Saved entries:

*** Block opens ***

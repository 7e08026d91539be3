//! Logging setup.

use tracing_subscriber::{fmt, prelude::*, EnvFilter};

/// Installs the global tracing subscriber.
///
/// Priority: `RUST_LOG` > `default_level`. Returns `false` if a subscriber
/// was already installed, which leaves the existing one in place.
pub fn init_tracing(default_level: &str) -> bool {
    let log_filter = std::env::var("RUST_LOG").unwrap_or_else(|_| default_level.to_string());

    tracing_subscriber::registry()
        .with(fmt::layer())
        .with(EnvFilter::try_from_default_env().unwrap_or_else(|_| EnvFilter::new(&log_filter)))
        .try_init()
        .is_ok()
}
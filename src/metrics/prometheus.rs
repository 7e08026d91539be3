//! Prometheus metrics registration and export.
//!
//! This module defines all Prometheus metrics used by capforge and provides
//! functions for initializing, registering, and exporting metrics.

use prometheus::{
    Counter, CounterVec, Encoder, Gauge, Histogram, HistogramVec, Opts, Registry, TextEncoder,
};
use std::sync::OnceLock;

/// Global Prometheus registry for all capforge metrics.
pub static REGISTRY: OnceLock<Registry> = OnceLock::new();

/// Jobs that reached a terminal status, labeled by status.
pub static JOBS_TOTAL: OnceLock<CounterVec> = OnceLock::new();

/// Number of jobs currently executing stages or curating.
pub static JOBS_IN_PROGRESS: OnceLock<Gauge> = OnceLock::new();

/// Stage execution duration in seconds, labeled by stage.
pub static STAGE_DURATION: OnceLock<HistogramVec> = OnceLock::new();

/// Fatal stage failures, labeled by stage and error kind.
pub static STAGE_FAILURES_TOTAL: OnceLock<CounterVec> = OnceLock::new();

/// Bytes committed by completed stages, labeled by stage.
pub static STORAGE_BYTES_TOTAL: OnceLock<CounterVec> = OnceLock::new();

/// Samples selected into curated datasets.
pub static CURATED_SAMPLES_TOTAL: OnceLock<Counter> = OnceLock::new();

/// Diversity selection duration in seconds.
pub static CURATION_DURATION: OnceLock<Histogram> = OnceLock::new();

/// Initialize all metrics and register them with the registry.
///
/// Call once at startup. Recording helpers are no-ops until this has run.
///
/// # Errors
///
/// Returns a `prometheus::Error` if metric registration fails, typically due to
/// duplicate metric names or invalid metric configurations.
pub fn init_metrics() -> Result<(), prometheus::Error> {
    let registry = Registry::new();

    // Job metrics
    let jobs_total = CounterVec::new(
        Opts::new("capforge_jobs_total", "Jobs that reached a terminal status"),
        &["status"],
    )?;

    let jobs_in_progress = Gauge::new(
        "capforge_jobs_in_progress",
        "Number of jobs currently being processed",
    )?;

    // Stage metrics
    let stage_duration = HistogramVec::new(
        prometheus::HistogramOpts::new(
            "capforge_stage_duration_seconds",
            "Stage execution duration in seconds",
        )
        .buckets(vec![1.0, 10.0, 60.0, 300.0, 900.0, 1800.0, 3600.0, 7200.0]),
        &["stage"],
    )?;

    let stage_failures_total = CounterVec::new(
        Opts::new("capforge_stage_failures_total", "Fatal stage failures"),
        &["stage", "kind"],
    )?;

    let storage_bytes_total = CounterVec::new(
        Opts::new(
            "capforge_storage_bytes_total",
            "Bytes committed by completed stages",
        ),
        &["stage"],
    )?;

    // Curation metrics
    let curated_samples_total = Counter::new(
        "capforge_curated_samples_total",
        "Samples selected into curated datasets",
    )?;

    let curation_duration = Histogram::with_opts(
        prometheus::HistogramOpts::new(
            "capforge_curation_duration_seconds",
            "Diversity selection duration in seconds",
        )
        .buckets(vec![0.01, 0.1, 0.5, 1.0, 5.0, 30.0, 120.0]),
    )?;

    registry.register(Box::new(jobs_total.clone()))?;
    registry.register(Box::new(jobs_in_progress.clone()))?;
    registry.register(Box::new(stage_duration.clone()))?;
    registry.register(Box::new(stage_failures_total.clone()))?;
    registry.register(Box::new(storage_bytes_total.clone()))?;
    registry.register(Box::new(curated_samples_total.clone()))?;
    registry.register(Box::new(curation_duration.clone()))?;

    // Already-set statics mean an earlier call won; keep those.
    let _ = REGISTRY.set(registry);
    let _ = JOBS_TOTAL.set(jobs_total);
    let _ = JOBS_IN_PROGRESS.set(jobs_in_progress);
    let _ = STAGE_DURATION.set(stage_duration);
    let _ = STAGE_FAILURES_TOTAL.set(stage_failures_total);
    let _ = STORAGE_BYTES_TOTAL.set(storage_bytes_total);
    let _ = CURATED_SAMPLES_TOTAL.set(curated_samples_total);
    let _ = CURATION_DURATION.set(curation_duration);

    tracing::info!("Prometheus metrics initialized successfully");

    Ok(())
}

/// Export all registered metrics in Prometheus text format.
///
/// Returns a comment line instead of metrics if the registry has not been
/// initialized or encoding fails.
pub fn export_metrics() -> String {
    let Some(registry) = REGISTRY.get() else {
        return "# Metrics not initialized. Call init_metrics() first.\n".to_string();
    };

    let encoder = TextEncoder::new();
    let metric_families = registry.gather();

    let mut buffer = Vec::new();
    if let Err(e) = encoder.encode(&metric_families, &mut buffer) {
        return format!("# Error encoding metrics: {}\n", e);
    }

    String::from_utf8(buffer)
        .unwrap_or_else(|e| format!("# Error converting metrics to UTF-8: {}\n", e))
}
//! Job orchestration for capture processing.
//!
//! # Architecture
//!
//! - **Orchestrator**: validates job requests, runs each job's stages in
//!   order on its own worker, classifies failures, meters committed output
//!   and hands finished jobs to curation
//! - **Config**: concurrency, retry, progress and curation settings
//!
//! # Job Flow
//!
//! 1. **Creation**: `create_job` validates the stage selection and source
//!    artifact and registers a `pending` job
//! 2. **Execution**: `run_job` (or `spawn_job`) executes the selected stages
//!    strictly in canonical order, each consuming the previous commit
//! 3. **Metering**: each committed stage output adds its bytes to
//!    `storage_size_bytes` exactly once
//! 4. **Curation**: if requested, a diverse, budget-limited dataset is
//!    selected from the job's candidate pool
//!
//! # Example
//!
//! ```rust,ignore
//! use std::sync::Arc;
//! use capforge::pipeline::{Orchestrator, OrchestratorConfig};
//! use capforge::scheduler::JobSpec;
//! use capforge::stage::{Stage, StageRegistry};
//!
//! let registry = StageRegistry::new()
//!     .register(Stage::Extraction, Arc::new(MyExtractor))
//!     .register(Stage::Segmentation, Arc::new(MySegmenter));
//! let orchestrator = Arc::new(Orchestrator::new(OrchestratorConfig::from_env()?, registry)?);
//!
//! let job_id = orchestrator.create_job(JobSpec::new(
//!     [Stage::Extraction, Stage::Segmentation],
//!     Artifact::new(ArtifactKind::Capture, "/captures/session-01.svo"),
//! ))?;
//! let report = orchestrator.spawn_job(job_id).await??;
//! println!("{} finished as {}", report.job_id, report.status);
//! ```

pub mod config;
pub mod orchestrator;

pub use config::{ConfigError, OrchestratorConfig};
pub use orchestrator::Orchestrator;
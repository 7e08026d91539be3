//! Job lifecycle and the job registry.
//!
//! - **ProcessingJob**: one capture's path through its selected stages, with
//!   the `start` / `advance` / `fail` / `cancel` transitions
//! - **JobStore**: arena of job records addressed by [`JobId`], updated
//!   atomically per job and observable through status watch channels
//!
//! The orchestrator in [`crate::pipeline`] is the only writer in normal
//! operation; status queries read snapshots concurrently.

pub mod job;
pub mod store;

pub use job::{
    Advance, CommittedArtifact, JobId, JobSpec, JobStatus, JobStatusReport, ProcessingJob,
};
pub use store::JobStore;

*** Block closes ***

■ Your assignment: The task calls for each record to be returned verbatim.

■ Exercise response:
repository 7e08026d91539be3
//! Logging setup.

use tracing_subscriber::{fmt, prelude::*, EnvFilter};

/// Installs the global tracing subscriber.
///
/// Priority: `RUST_LOG` > `default_level`. Returns `false` if a subscriber
/// was already installed, which leaves the existing one in place.
pub fn init_tracing(default_level: &str) -> bool {
    let log_filter = std::env::var("RUST_LOG").unwrap_or_else(|_| default_level.to_string());

    tracing_subscriber::registry()
        .with(fmt::layer())
        .with(EnvFilter::try_from_default_env().unwrap_or_else(|_| EnvFilter::new(&log_filter)))
        .try_init()
        .is_ok()
}
filename src/metrics/prometheus.rs
repository 7e08026d91539be3
//! Prometheus metrics registration and export.
//!
//! This module defines all Prometheus metrics used by capforge and provides
//! functions for initializing, registering, and exporting metrics.

use prometheus::{
    Counter, CounterVec, Encoder, Gauge, Histogram, HistogramVec, Opts, Registry, TextEncoder,
};
use std::sync::OnceLock;

/// Global Prometheus registry for all capforge metrics.
pub static REGISTRY: OnceLock<Registry> = OnceLock::new();

/// Jobs that reached a terminal status, labeled by status.
pub static JOBS_TOTAL: OnceLock<CounterVec> = OnceLock::new();

/// Number of jobs currently executing stages or curating.
pub static JOBS_IN_PROGRESS: OnceLock<Gauge> = OnceLock::new();

/// Stage execution duration in seconds, labeled by stage.
pub static STAGE_DURATION: OnceLock<HistogramVec> = OnceLock::new();

/// Fatal stage failures, labeled by stage and error kind.
pub static STAGE_FAILURES_TOTAL: OnceLock<CounterVec> = OnceLock::new();

/// Bytes committed by completed stages, labeled by stage.
pub static STORAGE_BYTES_TOTAL: OnceLock<CounterVec> = OnceLock::new();

/// Samples selected into curated datasets.
pub static CURATED_SAMPLES_TOTAL: OnceLock<Counter> = OnceLock::new();

/// Diversity selection duration in seconds.
pub static CURATION_DURATION: OnceLock<Histogram> = OnceLock::new();

/// Initialize all metrics and register them with the registry.
///
/// Call once at startup. Recording helpers are no-ops until this has run.
///
/// # Errors
///
/// Returns a `prometheus::Error` if metric registration fails, typically due to
/// duplicate metric names or invalid metric configurations.
pub fn init_metrics() -> Result<(), prometheus::Error> {
    let registry = Registry::new();

    // Job metrics
    let jobs_total = CounterVec::new(
        Opts::new("capforge_jobs_total", "Jobs that reached a terminal status"),
        &["status"],
    )?;

    let jobs_in_progress = Gauge::new(
        "capforge_jobs_in_progress",
        "Number of jobs currently being processed",
    )?;

    // Stage metrics
    let stage_duration = HistogramVec::new(
        prometheus::HistogramOpts::new(
            "capforge_stage_duration_seconds",
            "Stage execution duration in seconds",
        )
        .buckets(vec![1.0, 10.0, 60.0, 300.0, 900.0, 1800.0, 3600.0, 7200.0]),
        &["stage"],
    )?;

    let stage_failures_total = CounterVec::new(
        Opts::new("capforge_stage_failures_total", "Fatal stage failures"),
        &["stage", "kind"],
    )?;

    let storage_bytes_total = CounterVec::new(
        Opts::new(
            "capforge_storage_bytes_total",
            "Bytes committed by completed stages",
        ),
        &["stage"],
    )?;

    // Curation metrics
    let curated_samples_total = Counter::new(
        "capforge_curated_samples_total",
        "Samples selected into curated datasets",
    )?;

    let curation_duration = Histogram::with_opts(
        prometheus::HistogramOpts::new(
            "capforge_curation_duration_seconds",
            "Diversity selection duration in seconds",
        )
        .buckets(vec![0.01, 0.1, 0.5, 1.0, 5.0, 30.0, 120.0]),
    )?;

    registry.register(Box::new(jobs_total.clone()))?;
    registry.register(Box::new(jobs_in_progress.clone()))?;
    registry.register(Box::new(stage_duration.clone()))?;
    registry.register(Box::new(stage_failures_total.clone()))?;
    registry.register(Box::new(storage_bytes_total.clone()))?;
    registry.register(Box::new(curated_samples_total.clone()))?;
    registry.register(Box::new(curation_duration.clone()))?;

    // Already-set statics mean an earlier call won; keep those.
    let _ = REGISTRY.set(registry);
    let _ = JOBS_TOTAL.set(jobs_total);
    let _ = JOBS_IN_PROGRESS.set(jobs_in_progress);
    let _ = STAGE_DURATION.set(stage_duration);
    let _ = STAGE_FAILURES_TOTAL.set(stage_failures_total);
    let _ = STORAGE_BYTES_TOTAL.set(storage_bytes_total);
    let _ = CURATED_SAMPLES_TOTAL.set(curated_samples_total);
    let _ = CURATION_DURATION.set(curation_duration);

    tracing::info!("Prometheus metrics initialized successfully");

    Ok(())
}

/// Export all registered metrics in Prometheus text format.
///
/// Returns a comment line instead of metrics if the registry has not been
/// initialized or encoding fails.
pub fn export_metrics() -> String {
    let Some(registry) = REGISTRY.get() else {
        return "# Metrics not initialized. Call init_metrics() first.\n".to_string();
    };

    let encoder = TextEncoder::new();
    let metric_families = registry.gather();

    let mut buffer = Vec::new();
    if let Err(e) = encoder.encode(&metric_families, &mut buffer) {
        return format!("# Error encoding metrics: {}\n", e);
    }

    String::from_utf8(buffer)
        .unwrap_or_else(|e| format!("# Error converting metrics to UTF-8: {}\n", e))
}
//! Job orchestration for capture processing.
//!
//! # Architecture
//!
//! - **Orchestrator**: validates job requests, runs each job's stages in
//!   order on its own worker, classifies failures, meters committed output
//!   and hands finished jobs to curation
//! - **Config**: concurrency, retry, progress and curation settings
//!
//! # Job Flow
//!
//! 1. **Creation**: `create_job` validates the stage selection and source
//!    artifact and registers a `pending` job
//! 2. **Execution**: `run_job` (or `spawn_job`) executes the selected stages
//!    strictly in canonical order, each consuming the previous commit
//! 3. **Metering**: each committed stage output adds its bytes to
//!    `storage_size_bytes` exactly once
//! 4. **Curation**: if requested, a diverse, budget-limited dataset is
//!    selected from the job's candidate pool
//!
//! # Example
//!
//! ```rust,ignore
//! use std::sync::Arc;
//! use capforge::pipeline::{Orchestrator, OrchestratorConfig};
//! use capforge::scheduler::JobSpec;
//! use capforge::stage::{Stage, StageRegistry};
//!
//! let registry = StageRegistry::new()
//!     .register(Stage::Extraction, Arc::new(MyExtractor))
//!     .register(Stage::Segmentation, Arc::new(MySegmenter));
//! let orchestrator = Arc::new(Orchestrator::new(OrchestratorConfig::from_env()?, registry)?);
//!
//! let job_id = orchestrator.create_job(JobSpec::new(
//!     [Stage::Extraction, Stage::Segmentation],
//!     Artifact::new(ArtifactKind::Capture, "/captures/session-01.svo"),
//! ))?;
//! let report = orchestrator.spawn_job(job_id).await??;
//! println!("{} finished as {}", report.job_id, report.status);
//! ```

pub mod config;
pub mod orchestrator;

pub use config::{ConfigError, OrchestratorConfig};
pub use orchestrator::Orchestrator;
repository 7e08026d91539be3
//! Job lifecycle and the job registry.
//!
//! - **ProcessingJob**: one capture's path through its selected stages, with
//!   the `start` / `advance` / `fail` / `cancel` transitions
//! - **JobStore**: arena of job records addressed by [`JobId`], updated
//!   atomically per job and observable through status watch channels
//!
//! The orchestrator in [`crate::pipeline`] is the only writer in normal
//! operation; status queries read snapshots concurrently.

pub mod job;
pub mod store;

pub use job::{
    Advance, CommittedArtifact, JobId, JobSpec, JobStatus, JobStatusReport, ProcessingJob,
};
pub use store::JobStore;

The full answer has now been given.